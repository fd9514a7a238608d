//! A `marimo run` child process serving the live notebooks.

use std::path::PathBuf;
use std::process::Stdio;
use std::time::{Duration, Instant};

use reqwest::{Client, Url};
use tokio::process::{Child, Command};
use tracing::{info, warn};

use crate::infra::error::InfraError;

/// How to launch the live server.
#[derive(Debug, Clone)]
pub struct UpstreamLaunch {
    pub program: String,
    pub directory: PathBuf,
    pub host: String,
    pub port: u16,
    pub base_url: String,
    pub include_code: bool,
    pub token: Option<String>,
}

impl UpstreamLaunch {
    pub fn args(&self) -> Vec<String> {
        let mut args = vec![
            "run".to_string(),
            self.directory.display().to_string(),
            "--headless".to_string(),
            "--host".to_string(),
            self.host.clone(),
            "--port".to_string(),
            self.port.to_string(),
            "--base-url".to_string(),
            self.base_url.clone(),
        ];
        if self.include_code {
            args.push("--include-code".to_string());
        }
        match &self.token {
            Some(token) => {
                args.push("--token-password".to_string());
                args.push(token.clone());
            }
            None => args.push("--no-token".to_string()),
        }
        args
    }
}

/// Owns the live server process; dropping it kills the child.
#[derive(Debug)]
pub struct ManagedUpstream {
    child: Child,
}

impl ManagedUpstream {
    pub fn spawn(launch: &UpstreamLaunch) -> Result<Self, InfraError> {
        let child = Command::new(&launch.program)
            .args(launch.args())
            .stdin(Stdio::null())
            .kill_on_drop(true)
            .spawn()
            .map_err(|err| {
                InfraError::upstream(format!("failed to launch `{}`: {err}", launch.program))
            })?;
        info!(
            target = "marimo_gateway::upstream",
            program = %launch.program,
            directory = %launch.directory.display(),
            port = launch.port,
            pid = child.id().unwrap_or_default(),
            "Launched live server"
        );
        Ok(Self { child })
    }

    /// Poll `health_url` until it answers or `timeout` elapses.
    pub async fn wait_until_healthy(&mut self, health_url: &Url, timeout: Duration) -> bool {
        let started_at = Instant::now();
        let client = Client::new();
        while started_at.elapsed() < timeout {
            if let Ok(Some(status)) = self.child.try_wait() {
                warn!(
                    target = "marimo_gateway::upstream",
                    exit = %status,
                    "Live server exited during startup"
                );
                return false;
            }
            let healthy = client
                .get(health_url.clone())
                .send()
                .await
                .is_ok_and(|response| response.status().is_success());
            if healthy {
                info!(
                    target = "marimo_gateway::upstream",
                    elapsed_ms = started_at.elapsed().as_millis() as u64,
                    "Live server is healthy"
                );
                return true;
            }
            tokio::time::sleep(Duration::from_millis(250)).await;
        }
        warn!(
            target = "marimo_gateway::upstream",
            timeout_s = timeout.as_secs(),
            "Live server did not become healthy in time"
        );
        false
    }

    pub async fn shutdown(mut self) {
        if let Err(err) = self.child.start_kill() {
            warn!(
                target = "marimo_gateway::upstream",
                error = %err,
                "Failed to stop live server"
            );
            return;
        }
        match self.child.wait().await {
            Ok(status) => info!(
                target = "marimo_gateway::upstream",
                exit = %status,
                "Live server stopped"
            ),
            Err(err) => warn!(
                target = "marimo_gateway::upstream",
                error = %err,
                "Failed to reap live server"
            ),
        }
    }
}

**What you have to do**. Check each line of the data above, and please copy the ones in which the string "bool" occurs.

**Response to this task**.
    pub include_code: bool,
    pub async fn wait_until_healthy(&mut self, health_url: &Url, timeout: Duration) -> bool {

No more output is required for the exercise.